Highland Council should become a corporate landlord, directly managing its estimated £15 billion worth of property assets, according to executive chief officer for housing, Mark Rodgers.

Mr Rodgers says that unlike for its 14,000 strong housing stock which it manages as a corporate landlord, the council does not have a management structure or strategic asset approach in place to look after its other 1200 tenanted properties effectively.

These include temporary, specialist and sheltered accommodation, council offices, schools, depots, recycling centres, all High Life Highland buildings and various small properties.

Mr Rodgers told councillors at yesterday’s housing and property committee meeting that he was trying to get more of a “unified, logical approach” to the management of the council’s estate by through adopting the corporate landlord model.

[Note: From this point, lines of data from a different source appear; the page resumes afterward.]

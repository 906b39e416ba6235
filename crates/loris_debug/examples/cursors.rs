//! Run a few cursors against the in-memory engine and print the results.
//!
//! Set `RUST_LOG=debug` to watch sessions open and close.
use loris_core::{DataType, Entity, Restrictions};
use loris_debug::{MemoryEngine, MemoryTable};
use serde::Deserialize;

#[derive(Debug, Default, Deserialize)]
#[serde(default)]
struct Person {
    id: String,
    name: String,
    country: String,
}

impl Entity for Person {
    const SOURCE: &'static str = "person";
}

#[tokio::main(flavor = "current_thread")]
async fn main() -> Result<(), Box<dyn std::error::Error>> {
    tracing_subscriber::fmt()
        .with_env_filter(tracing_subscriber::EnvFilter::from_default_env())
        .init();

    let engine = MemoryEngine::with_tables([
        MemoryTable::new("person")
            .column("id", DataType::Utf8)
            .column("name", DataType::Utf8)
            .column("country", DataType::Utf8)
            .row(["p1", "Ann", "US"])
            .row(["p2", "Bo", "BR"])
            .row(["p3", "Cal", "US"]),
        MemoryTable::new("address")
            .column("id", DataType::Utf8)
            .column("city", DataType::Utf8)
            .row(["p1", "Austin"])
            .row(["p2", "Recife"]),
    ]);
    let store = engine.datastore();

    let people = store.cursor::<Person>().await?;
    println!("everyone:");
    for person in people.collect().await? {
        println!("  {person:?}");
    }

    println!("names in the US:");
    let names = people
        .filter(Restrictions::new().eq("country", "US"))
        .select(["name"])
        .collect_rows()
        .await?;
    for row in names {
        println!("  {row}");
    }

    println!("people with their cities:");
    let addresses = store.source_cursor("address").await?;
    for row in people.join(&addresses).collect_rows().await? {
        println!("  {row}");
    }

    println!("first person: {:?}", people.first().await?);
    println!(
        "sessions opened={} closed={}",
        engine.sessions_opened(),
        engine.sessions_closed(),
    );

    Ok(())
}
//! In-memory backend for exercising cursors without a remote store.
//!
//! [`MemoryEngine`] implements both the engine and catalog sides of the
//! core's boundary over tables registered up front, and exposes session
//! and fetch counters so tests can assert that execution is lazy and
//! that every session gets released.

pub mod engine;
pub mod table;

pub use engine::MemoryEngine;
pub use table::MemoryTable;
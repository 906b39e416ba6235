//! Typed views over raw rows.

use loris_error::{LorisError, Result};
use serde::de::DeserializeOwned;

use crate::row::Row;

/// A named source with a typed row shape.
///
/// Hydration deserializes a row's columns into the implementing type, so
/// entities are ordinary deserializable structs. Columns missing from a
/// row fall back to the entity's serde defaults; entities that tolerate
/// partial rows should opt in with `#[serde(default)]`. Row columns with
/// no matching field are ignored.
///
/// ```
/// use loris_core::Entity;
/// use serde::Deserialize;
///
/// #[derive(Debug, Default, Deserialize)]
/// #[serde(default)]
/// struct Person {
///     id: String,
///     name: String,
///     country: String,
/// }
///
/// impl Entity for Person {
///     const SOURCE: &'static str = "person";
/// }
/// ```
pub trait Entity: DeserializeOwned {
    /// Name of the source this entity reads from.
    const SOURCE: &'static str;
}

/// Deserialize a raw row into `T`. No value coercion happens; a column
/// whose value does not fit the target field is a hydration error.
pub fn hydrate<T: Entity>(row: &Row) -> Result<T> {
    serde_json::from_value(row.to_json()).map_err(|e| LorisError::Hydration(e.to_string()))
}
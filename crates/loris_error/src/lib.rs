//! Shared error type for the loris crates.
//!
//! This exists as a separate crate so that engine implementations and the
//! core can agree on one error surface without depending on each other.

#[derive(Debug, thiserror::Error)]
pub enum LorisError {
    /// A builder argument was rejected locally, before any engine
    /// interaction.
    #[error("invalid argument: {0}")]
    InvalidArgument(String),

    /// The engine rejected a finished query tree when asked to open an
    /// execution session (unknown source, malformed restriction, ...).
    #[error("failed to open query session: {0}")]
    SessionOpen(String),

    /// Row retrieval failed on an already-open session. The session is
    /// closed before this surfaces.
    #[error("failed to fetch next row: {0}")]
    Fetch(String),

    /// Schema introspection did not recognize the source name.
    #[error("unknown source: {0}")]
    UnknownSource(String),

    /// A row could not be deserialized into the requested entity type.
    #[error("failed to hydrate row: {0}")]
    Hydration(String),

    #[error("internal error: {0}")]
    Internal(String),
}

impl LorisError {
    pub fn invalid_argument(msg: impl Into<String>) -> Self {
        LorisError::InvalidArgument(msg.into())
    }

    pub fn session_open(msg: impl Into<String>) -> Self {
        LorisError::SessionOpen(msg.into())
    }

    pub fn fetch(msg: impl Into<String>) -> Self {
        LorisError::Fetch(msg.into())
    }

    pub fn is_invalid_argument(&self) -> bool {
        matches!(self, LorisError::InvalidArgument(_))
    }

    pub fn is_session_open(&self) -> bool {
        matches!(self, LorisError::SessionOpen(_))
    }

    pub fn is_fetch(&self) -> bool {
        matches!(self, LorisError::Fetch(_))
    }
}

pub type Result<T, E = LorisError> = std::result::Result<T, E>;

/// Construct an internal error with format args.
#[macro_export]
macro_rules! internal {
    ($($arg:tt)*) => {
        $crate::LorisError::Internal(std::format!($($arg)*))
    };
}
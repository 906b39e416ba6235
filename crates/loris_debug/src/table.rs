use loris_core::{Column, DataType, Row, Value};

/// A named table held entirely in memory.
///
/// Built fluently: declare columns first, then append rows positionally.
#[derive(Debug, Clone)]
pub struct MemoryTable {
    name: String,
    columns: Vec<Column>,
    rows: Vec<Row>,
}

impl MemoryTable {
    pub fn new(name: impl Into<String>) -> Self {
        MemoryTable {
            name: name.into(),
            columns: Vec::new(),
            rows: Vec::new(),
        }
    }

    pub fn column(mut self, name: impl Into<String>, datatype: DataType) -> Self {
        self.columns.push(Column::new(name, datatype));
        self
    }

    /// Append a row with one value per declared column, in declaration
    /// order.
    ///
    /// Panics when the value count does not match the column count or a
    /// non-null value does not inhabit its column's declared type; this is
    /// seed data for tests, so a mismatch is a bug in the test.
    pub fn row<V: Into<Value>>(mut self, values: impl IntoIterator<Item = V>) -> Self {
        let values: Vec<Value> = values.into_iter().map(Into::into).collect();
        assert_eq!(
            values.len(),
            self.columns.len(),
            "row for table {} has {} values but {} columns",
            self.name,
            values.len(),
            self.columns.len(),
        );
        for (column, value) in self.columns.iter().zip(&values) {
            if let Some(datatype) = value.datatype() {
                assert_eq!(
                    datatype, column.datatype,
                    "value for column {} of table {}",
                    column.name, self.name,
                );
            }
        }
        self.rows.push(
            self.columns
                .iter()
                .map(|c| c.name.clone())
                .zip(values)
                .collect(),
        );
        self
    }

    pub fn name(&self) -> &str {
        &self.name
    }

    pub fn columns(&self) -> &[Column] {
        &self.columns
    }

    pub fn rows(&self) -> &[Row] {
        &self.rows
    }
}

#[cfg(test)]
mod tests {
    use super::*;

    #[test]
    fn rows_pair_values_with_columns_in_order() {
        let table = MemoryTable::new("person")
            .column("id", DataType::Utf8)
            .column("age", DataType::Int64)
            .row([Value::from("p1"), Value::from(33)]);
        let row = &table.rows()[0];
        assert_eq!(row.get("id"), Some(&Value::from("p1")));
        assert_eq!(row.get("age"), Some(&Value::from(33)));
    }

    #[test]
    fn null_fits_any_column() {
        let table = MemoryTable::new("person")
            .column("id", DataType::Utf8)
            .column("age", DataType::Int64)
            .row([Value::from("p1"), Value::Null]);
        assert!(table.rows()[0].get("age").unwrap().is_null());
    }

    #[test]
    #[should_panic(expected = "2 values but 1 columns")]
    fn mismatched_row_width_panics() {
        let _ = MemoryTable::new("person")
            .column("id", DataType::Utf8)
            .row(["p1", "extra"]);
    }

    #[test]
    #[should_panic(expected = "value for column age of table person")]
    fn mistyped_row_value_panics() {
        let _ = MemoryTable::new("person")
            .column("id", DataType::Utf8)
            .column("age", DataType::Int64)
            .row([Value::from("p1"), Value::from("old")]);
    }
}
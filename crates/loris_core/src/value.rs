use std::fmt;

use serde::{Deserialize, Serialize};

use crate::datatype::DataType;

/// A single scalar value as returned by an engine or used in a restriction.
///
/// Serializes untagged so that values appear as bare JSON scalars.
#[derive(Debug, Clone, PartialEq, Serialize, Deserialize)]
#[serde(untagged)]
pub enum Value {
    Null,
    Bool(bool),
    Int64(i64),
    Float64(f64),
    Utf8(String),
}

impl Value {
    /// Return the data type this value inhabits, None for null.
    pub fn datatype(&self) -> Option<DataType> {
        match self {
            Value::Null => None,
            Value::Bool(_) => Some(DataType::Bool),
            Value::Int64(_) => Some(DataType::Int64),
            Value::Float64(_) => Some(DataType::Float64),
            Value::Utf8(_) => Some(DataType::Utf8),
        }
    }

    pub fn is_null(&self) -> bool {
        matches!(self, Value::Null)
    }

    pub(crate) fn to_json(&self) -> serde_json::Value {
        match self {
            Value::Null => serde_json::Value::Null,
            Value::Bool(v) => serde_json::Value::Bool(*v),
            Value::Int64(v) => serde_json::Value::from(*v),
            Value::Float64(v) => serde_json::Value::from(*v),
            Value::Utf8(v) => serde_json::Value::from(v.clone()),
        }
    }
}

impl fmt::Display for Value {
    fn fmt(&self, f: &mut fmt::Formatter<'_>) -> fmt::Result {
        match self {
            Value::Null => write!(f, "NULL"),
            Value::Bool(v) => write!(f, "{v}"),
            Value::Int64(v) => write!(f, "{v}"),
            Value::Float64(v) => write!(f, "{v}"),
            Value::Utf8(v) => write!(f, "{v}"),
        }
    }
}

impl From<bool> for Value {
    fn from(val: bool) -> Self {
        Value::Bool(val)
    }
}

impl From<i64> for Value {
    fn from(val: i64) -> Self {
        Value::Int64(val)
    }
}

impl From<i32> for Value {
    fn from(val: i32) -> Self {
        Value::Int64(val.into())
    }
}

impl From<f64> for Value {
    fn from(val: f64) -> Self {
        Value::Float64(val)
    }
}

impl From<&str> for Value {
    fn from(val: &str) -> Self {
        Value::Utf8(val.to_string())
    }
}

impl From<String> for Value {
    fn from(val: String) -> Self {
        Value::Utf8(val)
    }
}
use std::sync::Arc;

use loris_error::Result;

use crate::cursor::Cursor;
use crate::engine::{Catalog, QueryEngine};
use crate::entity::Entity;
use crate::relation::RelationExpr;
use crate::row::Row;

/// Entry point pairing an engine with source introspection.
///
/// Cursors start as a scan over every column a source exposes; the
/// catalog answers what those columns are. Cloning is cheap and shares
/// both halves.
#[derive(Debug, Clone)]
pub struct Datastore {
    engine: Arc<dyn QueryEngine>,
    catalog: Arc<dyn Catalog>,
}

impl Datastore {
    pub fn new(engine: Arc<dyn QueryEngine>, catalog: Arc<dyn Catalog>) -> Self {
        Datastore { engine, catalog }
    }

    pub fn engine(&self) -> &Arc<dyn QueryEngine> {
        &self.engine
    }

    /// A typed cursor over `T`'s source.
    pub async fn cursor<T: Entity>(&self) -> Result<Cursor<T>> {
        let columns = self.catalog.introspect(T::SOURCE).await?;
        Ok(Cursor::new(
            Arc::clone(&self.engine),
            Arc::new(RelationExpr::scan(T::SOURCE, columns)),
        ))
    }

    /// An untyped cursor over a named source.
    pub async fn source_cursor(&self, source: &str) -> Result<Cursor<Row>> {
        let columns = self.catalog.introspect(source).await?;
        Ok(Cursor::new(
            Arc::clone(&self.engine),
            Arc::new(RelationExpr::scan(source, columns)),
        ))
    }
}
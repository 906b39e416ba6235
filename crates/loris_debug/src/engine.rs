use std::collections::{HashMap, VecDeque};
use std::sync::Arc;
use std::sync::atomic::{AtomicU64, Ordering};

use futures::future::BoxFuture;
use loris_core::engine::{Catalog, QueryEngine, SessionHandle};
use loris_core::relation::RelationExpr;
use loris_core::{Column, Datastore, Restrictions, Row};
use loris_error::{LorisError, Result, internal};
use parking_lot::Mutex;
use tracing::{debug, trace};

use crate::table::MemoryTable;

/// In-memory engine and catalog over registered tables.
///
/// Sessions evaluate the whole expression eagerly at open into a row
/// queue, then serve one row per fetch. Counters expose how many sessions
/// were opened and closed and how many fetches ran, which is what leak
/// and laziness assertions in tests hang off.
#[derive(Debug, Default)]
pub struct MemoryEngine {
    tables: Mutex<HashMap<String, MemoryTable>>,
    sessions: Mutex<HashMap<SessionHandle, VecDeque<Row>>>,
    next_session: AtomicU64,
    opened: AtomicU64,
    closed: AtomicU64,
    fetches: AtomicU64,
    fail_fetch_after: Mutex<Option<u64>>,
}

impl MemoryEngine {
    pub fn new() -> Self {
        MemoryEngine::default()
    }

    pub fn with_tables(tables: impl IntoIterator<Item = MemoryTable>) -> Arc<Self> {
        let engine = Arc::new(MemoryEngine::new());
        for table in tables {
            engine.register(table);
        }
        engine
    }

    /// Register a table, replacing any existing table with the same name.
    pub fn register(&self, table: MemoryTable) {
        self.tables.lock().insert(table.name().to_string(), table);
    }

    /// A datastore backed by this engine for both execution and
    /// introspection.
    pub fn datastore(self: &Arc<Self>) -> Datastore {
        Datastore::new(Arc::clone(self) as _, Arc::clone(self) as _)
    }

    /// Make every fetch past the first `n` fail. The fault leaves the
    /// session open; releasing it is still the caller's job.
    pub fn fail_fetch_after(&self, n: u64) {
        *self.fail_fetch_after.lock() = Some(n);
    }

    pub fn sessions_opened(&self) -> u64 {
        self.opened.load(Ordering::SeqCst)
    }

    pub fn sessions_closed(&self) -> u64 {
        self.closed.load(Ordering::SeqCst)
    }

    pub fn live_sessions(&self) -> usize {
        self.sessions.lock().len()
    }

    pub fn fetch_count(&self) -> u64 {
        self.fetches.load(Ordering::SeqCst)
    }

    /// Evaluate an expression bottom-up into its full row set. Each node
    /// filters or joins its inputs, then applies its own projection and
    /// row cap.
    fn eval(&self, expr: &RelationExpr) -> Result<Vec<Row>> {
        let mut rows = match expr {
            RelationExpr::Scan(scan) => {
                let tables = self.tables.lock();
                let table = tables.get(&scan.source).ok_or_else(|| {
                    LorisError::session_open(format!("unknown source: {}", scan.source))
                })?;
                table.rows().to_vec()
            }
            RelationExpr::Filter(filter) => {
                for (name, _) in filter.restrictions.iter() {
                    if !filter.input.projection().contains(name) {
                        return Err(LorisError::session_open(format!(
                            "restriction on column not exposed by its input: {name}"
                        )));
                    }
                }
                let input = self.eval(&filter.input)?;
                input
                    .into_iter()
                    .filter(|row| row_matches(row, &filter.restrictions))
                    .collect()
            }
            RelationExpr::Join(join) => {
                let shared: Vec<&str> = join
                    .left
                    .projection()
                    .names()
                    .filter(|name| join.right.projection().contains(name))
                    .collect();
                let left = self.eval(&join.left)?;
                let right = self.eval(&join.right)?;
                join_rows(&left, &right, &shared)
            }
        };
        rows = rows
            .iter()
            .map(|row| row.project(expr.projection().names()))
            .collect();
        if let Some(limit) = expr.limit() {
            rows.truncate(limit as usize);
        }
        Ok(rows)
    }
}

/// Every restriction holds, with strict value equality. A value of the
/// wrong type never matches.
fn row_matches(row: &Row, restrictions: &Restrictions) -> bool {
    restrictions
        .iter()
        .all(|(name, value)| row.get(name) == Some(value))
}

/// Natural join: rows pair up when they agree on every column both sides
/// project; with no shared columns every pair matches. Paired rows merge
/// left-first.
fn join_rows(left: &[Row], right: &[Row], shared: &[&str]) -> Vec<Row> {
    let mut out = Vec::new();
    for l in left {
        for r in right {
            let matches = shared.iter().all(|name| l.get(name) == r.get(name));
            if !matches {
                continue;
            }
            let mut merged = l.clone();
            for (name, value) in r.iter() {
                if !merged.contains(name) {
                    merged.insert(name, value.clone());
                }
            }
            out.push(merged);
        }
    }
    out
}

impl QueryEngine for MemoryEngine {
    fn open_session(&self, expr: &RelationExpr) -> BoxFuture<'_, Result<SessionHandle>> {
        // Evaluate before entering the future so the expression borrow
        // ends here; the session is registered only at completion, so a
        // future dropped unpolled leaks nothing.
        let prepared = self.eval(expr);
        let expr_text = expr.to_string();
        Box::pin(async move {
            let rows = prepared?;
            let handle = SessionHandle(self.next_session.fetch_add(1, Ordering::SeqCst) + 1);
            debug!(%handle, expr = %expr_text, rows = rows.len(), "opened session");
            self.sessions.lock().insert(handle, rows.into());
            self.opened.fetch_add(1, Ordering::SeqCst);
            Ok(handle)
        })
    }

    fn fetch_next(&self, session: SessionHandle) -> BoxFuture<'_, Result<Option<Row>>> {
        Box::pin(async move {
            let prior = self.fetches.fetch_add(1, Ordering::SeqCst);
            if self.fail_fetch_after.lock().is_some_and(|after| prior >= after) {
                return Err(LorisError::fetch(format!(
                    "injected fault on fetch {}",
                    prior + 1
                )));
            }
            let mut sessions = self.sessions.lock();
            let queue = sessions
                .get_mut(&session)
                .ok_or_else(|| internal!("fetch on unknown {session}"))?;
            let row = queue.pop_front();
            trace!(%session, hit = row.is_some(), "fetched");
            Ok(row)
        })
    }

    fn close_session(&self, session: SessionHandle) {
        if self.sessions.lock().remove(&session).is_some() {
            self.closed.fetch_add(1, Ordering::SeqCst);
            debug!(%session, "closed session");
        }
    }
}

impl Catalog for MemoryEngine {
    fn introspect(&self, source: &str) -> BoxFuture<'_, Result<Vec<Column>>> {
        let columns = {
            let tables = self.tables.lock();
            tables
                .get(source)
                .map(|table| table.columns().to_vec())
                .ok_or_else(|| LorisError::UnknownSource(source.to_string()))
        };
        Box::pin(async move { columns })
    }
}
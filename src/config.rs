use std::path::PathBuf;

pub const DEFAULT_HOST: &str = "0.0.0.0";
pub const DEFAULT_PORT: u16 = 8989;
pub const MAX_CONNECTIONS: usize = 10;
pub const DEFAULT_LOG_FILE: &str = "server.log";

#[derive(Debug, Clone)]
pub struct ServerConfig {
    pub host: String,
    pub port: u16,
    pub max_clients: usize,
    /// `None` keeps every chat line.
    pub history_limit: Option<usize>,
}

impl ServerConfig {
    pub fn bind_addr(&self) -> String {
        format!("{}:{}", self.host, self.port)
    }
}

impl Default for ServerConfig {
    fn default() -> Self {
        Self {
            host: DEFAULT_HOST.to_string(),
            port: DEFAULT_PORT,
            max_clients: MAX_CONNECTIONS,
            history_limit: None,
        }
    }
}

/// Where the activity log goes.
#[derive(Debug, Clone, PartialEq, Eq)]
pub enum LogTarget {
    Stdout,
    File(PathBuf),
}

#[cfg(test)]
mod tests {
    use super::*;

    #[test]
    fn defaults() {
        let config = ServerConfig::default();

        assert_eq!(config.bind_addr(), "0.0.0.0:8989");
        assert_eq!(config.max_clients, 10);
        assert_eq!(config.history_limit, None);
    }
}
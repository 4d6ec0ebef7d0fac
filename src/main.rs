use std::path::PathBuf;

use anyhow::Result;
use clap::Parser;

use tcpchat::config::{
    DEFAULT_HOST, DEFAULT_LOG_FILE, DEFAULT_PORT, LogTarget, MAX_CONNECTIONS, ServerConfig,
};
use tcpchat::{logger, server};

#[derive(Parser, Debug)]
#[command(name = "tcpchat")]
#[command(about = "Line-based TCP chat server", long_about = None)]
struct Args {
    /// Port to listen on
    #[arg(default_value_t = DEFAULT_PORT)]
    port: u16,

    /// Log activity to stdout instead of the log file
    #[arg(short, long)]
    verbose: bool,

    /// Host address to bind to
    #[arg(short = 'H', long, default_value = DEFAULT_HOST)]
    host: String,

    /// Activity log file, appended to
    #[arg(long, default_value = DEFAULT_LOG_FILE)]
    log_file: PathBuf,

    /// Maximum number of clients connected at once
    #[arg(long, default_value_t = MAX_CONNECTIONS)]
    max_clients: usize,

    /// Keep only the newest N chat lines for replay
    #[arg(long)]
    history_limit: Option<usize>,
}

#[tokio::main]
async fn main() -> Result<()> {
    let args = Args::parse();

    let target = if args.verbose {
        LogTarget::Stdout
    } else {
        LogTarget::File(args.log_file)
    };
    logger::setup_logger(&target, "info")?;

    let config = ServerConfig {
        host: args.host,
        port: args.port,
        max_clients: args.max_clients,
        history_limit: args.history_limit,
    };

    if let Err(err) = server::run(&config).await {
        tracing::error!("{err:#}");
        return Err(err);
    }

    Ok(())
}
//! Activity log setup.

use std::fs::OpenOptions;
use std::sync::Mutex;

use anyhow::{Context, Result};
use tracing_subscriber::{EnvFilter, fmt, layer::SubscriberExt, util::SubscriberInitExt};

use crate::config::LogTarget;

/// Installs the global subscriber. `RUST_LOG` overrides `default_level`.
///
/// The log file is opened in append mode and created if missing; failing to
/// open it is fatal for the caller.
pub fn setup_logger(target: &LogTarget, default_level: &str) -> Result<()> {
    let filter = EnvFilter::try_from_default_env().unwrap_or_else(|_| {
        format!(
            "{}={}",
            env!("CARGO_PKG_NAME").replace('-', "_"),
            default_level
        )
        .into()
    });
    let registry = tracing_subscriber::registry().with(filter);

    match target {
        LogTarget::Stdout => registry.with(fmt::layer()).try_init()?,
        LogTarget::File(path) => {
            let file = OpenOptions::new()
                .create(true)
                .append(true)
                .open(path)
                .with_context(|| format!("failed to open log file {}", path.display()))?;

            registry
                .with(fmt::layer().with_ansi(false).with_writer(Mutex::new(file)))
                .try_init()?
        }
    }

    Ok(())
}
use tokio::io::{AsyncWrite, AsyncWriteExt};
use tokio::sync::mpsc;
use tokio::task::JoinHandle;
use tracing::{debug, warn};

use crate::registry::ClientId;
use crate::transport;

pub fn spawn<W>(id: ClientId, writer: W, outbox: mpsc::UnboundedReceiver<String>) -> JoinHandle<()>
where
    W: AsyncWrite + Unpin + Send + 'static,
{
    tokio::spawn(run(id, writer, outbox))
}

/// Drains the client's outbox onto its socket until every sender is gone
/// or a write fails. Never touches the registry.
pub async fn run<W>(id: ClientId, mut writer: W, mut outbox: mpsc::UnboundedReceiver<String>)
where
    W: AsyncWrite + Unpin,
{
    while let Some(line) = outbox.recv().await {
        if let Err(err) = transport::send_line(&mut writer, &line).await {
            warn!(client = %id, "error writing to client: {err}");
            return;
        }
    }

    debug!(client = %id, "outbox closed");
    let _ = writer.shutdown().await;
}

#[cfg(test)]
mod tests {
    use super::*;
    use tokio::io::AsyncReadExt;

    #[tokio::test]
    async fn writes_queued_lines_in_order() {
        let (mut client, server) = tokio::io::duplex(256);
        let (tx, rx) = mpsc::unbounded_channel();
        let task = spawn(ClientId::next(), server, rx);

        tx.send("one".to_string()).unwrap();
        tx.send("two".to_string()).unwrap();
        drop(tx);
        task.await.unwrap();

        let mut out = String::new();
        client.read_to_string(&mut out).await.unwrap();
        assert_eq!(out, "one\ntwo\n");
    }

    #[tokio::test]
    async fn stops_when_peer_is_gone() {
        let (client, server) = tokio::io::duplex(16);
        drop(client);
        let (tx, rx) = mpsc::unbounded_channel();
        let task = spawn(ClientId::next(), server, rx);

        tx.send("lost".to_string()).unwrap();
        task.await.unwrap();

        assert!(tx.send("after".to_string()).is_err());
    }
}
//! Wall clock used to stamp chat lines.

use chrono::{Local, NaiveDateTime};

pub trait Clock: Send + Sync {
    fn now(&self) -> NaiveDateTime;
}

/// Local time of the machine running the server.
#[derive(Debug, Clone, Copy, Default)]
pub struct SystemClock;

impl Clock for SystemClock {
    fn now(&self) -> NaiveDateTime {
        Local::now().naive_local()
    }
}

/// Always returns the same instant.
#[derive(Debug, Clone, Copy)]
pub struct FixedClock {
    at: NaiveDateTime,
}

impl FixedClock {
    pub fn new(at: NaiveDateTime) -> Self {
        Self { at }
    }
}

impl Clock for FixedClock {
    fn now(&self) -> NaiveDateTime {
        self.at
    }
}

He said: “The number of properties we have has grown incrementally over time, and the responsibility for managing them largely rests with individual services, so we are trying to get some form of consistency as to how we manage, invest in and pay for everything connected with those buildings.”

He emphasised that although it would be a centralised model for consistency, it would not be a “command and control model” with plenty of flexibility depending on local needs.

Councillor Ben Thompson

Councillor Ben Thompson, who chairs the housing and property committee, said bringing these buildings under the corporate landlord model is a logical step and would be transformational.

He said: “With the council’s housing stock we have complete oversight and detailed information and quarterly reports on condition and repairs are available to councillors to scrutinise.

“The 1,200 other buildings which at a conservative estimate amount to £15bn of assets  are managed locally but it means detailed knowledge about them is not readily available and there is no oversight.

“The most information we get about schools’ condition for example are in letters A, B or C.

“I believe moving these buildings to a corporate landlord model would be transformational enabling the council to see where to invest or where to take the long view and demolish and build new.”

Councillors welcomed the principle with Inverness Central member Janet Campbell describing it as “an exciting concept” with the council “undoubtedly embarking on a fruitful journey”.

Deputy leader Alasdair Christie said: “One of the failings that we’ve all seen over the years is that strategic approach in how we deal with our assets.

“ I think this for the first time really allows us to drill down into it to make sure we’re getting value for money using our assets and our buildings appropriately for the use that meets the vision and programme of service that we as councillors want for our communities and residents.”